In this poll check which one of the following SD stations you would most like to see in HD.


----------



## James Long (Apr 17, 2003)

None of the above.


----------



## rustamust (Feb 22, 2006)

Ditto to none of the above. My vote goes for Speed in HD


----------



## kckucera (Aug 1, 2005)

Although I voted for Sci Fi as first choice, I would love FX, Bravo, Vrs, BBC, and USA as well


----------



## tnsprin (Mar 16, 2003)

James Long said:


> None of the above.


My vote as well


----------



## Stephen J (Mar 26, 2006)

Didn't Bravo start out in HD, then it morphed into Universal HD.


----------



## Mike D-CO5 (Mar 12, 2003)

kckucera said:


> Although I voted for Sci Fi as first choice, I would love FX, Bravo, Vrs, BBC, and USA as well


ditto


----------



## Steve Mehs (Mar 21, 2002)

Stephen J said:


> Didn't Bravo start out in HD, then it morphed into Universal HD.


Good eye. What is now Universal HD used to be called Bravo HD+, one of the phantom channels DirecTV is supposed to launch is Bravo HD, but according to Bravo's website&#8230;



> *Does Bravo air any shows in High-Definition Television (HDTV) format?*
> Some Bravo programs including specials from Cirque du Soleil can be seen on Universal HD, a new high definition service from NBC Universal. This service replaced Bravo HD+ in December 2005. At the present time, there are no plans for a stand-alone HD version of Bravo.


So who knows.


----------



## tedb3rd (Feb 2, 2006)

Would like to see National Geo in HD... except it's available in all packages. Damn marketing! Or... National Geo (& NG-HD) as al-carte'... but we know about contracts AND networks AND all that other junk....


----------



## allargon (May 3, 2007)

tedb3rd said:


> Would like to see National Geo in HD... except it's available in all packages. Damn marketing! Or... National Geo (& NG-HD) as al-carte'... but we know about contracts AND networks AND all that other junk....


I have it. You're not missing much. :lol:

PBS??? They've been HD before anyone. (Or, is this a different PBS?)

MTV already has a HD channel, MHD. E* just doesn't carry it.

I will add BET and DIY network (nope--they don't show any DIY shows on HGTV HD) along with SciFi, F/X, WGN, TBS, Speed, IMF, CNN, TWC, Fox News, MSNBC, CNBC, Bloomberg, BBC and Fuse.

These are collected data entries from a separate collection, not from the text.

//! # Logging and Diagnostics
//!
//! File-based structured logging for the PaperTrade client.
//!
//! - **File-based logging**: `logs/papertrade.log` with daily rotation
//! - **Non-blocking writes** so logging never stalls the UI thread
//! - **Panic hook** that records the panic location and message before exit
//!
//! ## Configuration
//!
//! - `RUST_LOG`: Log level filter (e.g., `papertrade=debug,info`)
//! - `PAPERTRADE_LOG_DIR`: Directory for rotated log files (default: `logs`)
//! - `PAPERTRADE_LOG_STDERR`: Also log to stderr (1=on, 0=off)

pub mod config;
pub mod logger;

pub use config::DebugConfig;
pub use logger::init as init_logger;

CNBC and Bloomberg don't use any "field" reporters, unless you coun't walking a few blocks to Wall Street. Other than general cheap/laziness, I don't know why they aren't announcing HD channels.


----------



## huskerpat (Apr 20, 2007)

regular discovery in HD is what I want most.


----------



## FTA Michael (Jul 21, 2002)

PBS HD is available FTA, BTW. In the event that you've got a FTA receiver that handles HD.


----------



## Dmitry (Jun 12, 2006)

None of the above, my wish #1 is The Tennis Channel.


----------



## dbconsultant (Sep 13, 2005)

My first choice, and vote, was for TCM because we love the old movies and have really enjoyed seeing how the old monster flicks show on Monsters HD. Second would be USA, followed by PBS for some of the performances like Celtic Woman. I needed to be able to vote for more than one!


----------



## Hunter Green (May 8, 2006)

I voted SciFi, but of course the real answer is ABC/CBS/NBC/FOX.


----------



## Kricket (Nov 18, 2005)

instead of "none of the above" - ill go "all of the above" - heck, i might even start watching more of them if they were all in hd! :lol: 

imo, the more hd, the better!


----------



## jimborst (Jun 13, 2006)

I voted USA because I watch more shows there than any of the others. Psych, Dead Zone and The 4400, but Battlestar Galactica looks really good in HD.


----------



## LI-SVT (May 18, 2006)

rustamust said:


> Ditto to none of the above. My vote goes for Speed in HD


+1


----------



## khearrean (Mar 24, 2004)

Just my 2 cents worth, but as far as I'm concerned, they could lose the Voom channels and free up more bandwidth for *all* the channels you list. I can count on 1 hand how many times I've watched anything on Voom over the past year or so. One exception might be the Monster channel....I bet a poll on that would prove the point!

Ken


----------



## dennispap (Feb 1, 2007)

tnsprin said:


> My vote as well


Same for me.


----------



## benn5325 (Mar 16, 2004)

+2 for SPEED


----------



## Mike D-CO5 (Mar 12, 2003)

khearrean said:


> Just my 2 cents worth, but as far as I'm concerned, they could lose the Voom channels and free up more bandwidth for *all* the channels you list. I can count on 1 hand how many times I've watched anything on Voom over the past year or so. One exception might be the Monster channel....I bet a poll on that would prove the point!
> 
> Ken


I agree. Voom is what is making your Hd bill so high in the first place. IT was $ 9.99 till Voom came around a couple of years ago in May. Then it was $ 5.00 extra for 10 channels of Voom. So my bill was $14.99 a month. THEn they added 5 more Voom channels and the bill went up to $20.00 a month. So if we could eliminate the VOOM channels or make them ala carte , we should be able to lower the bill down to $ 10.00 a month again.


----------



## James Long (Apr 17, 2003)

E* has added more than Voom in the change from the $9.99 pack to the $20 pack. If you want to see what $9.99 will buy you, look at Hawaii. (Don't forget that HBO/Showtime are not included for $9.99/$20.)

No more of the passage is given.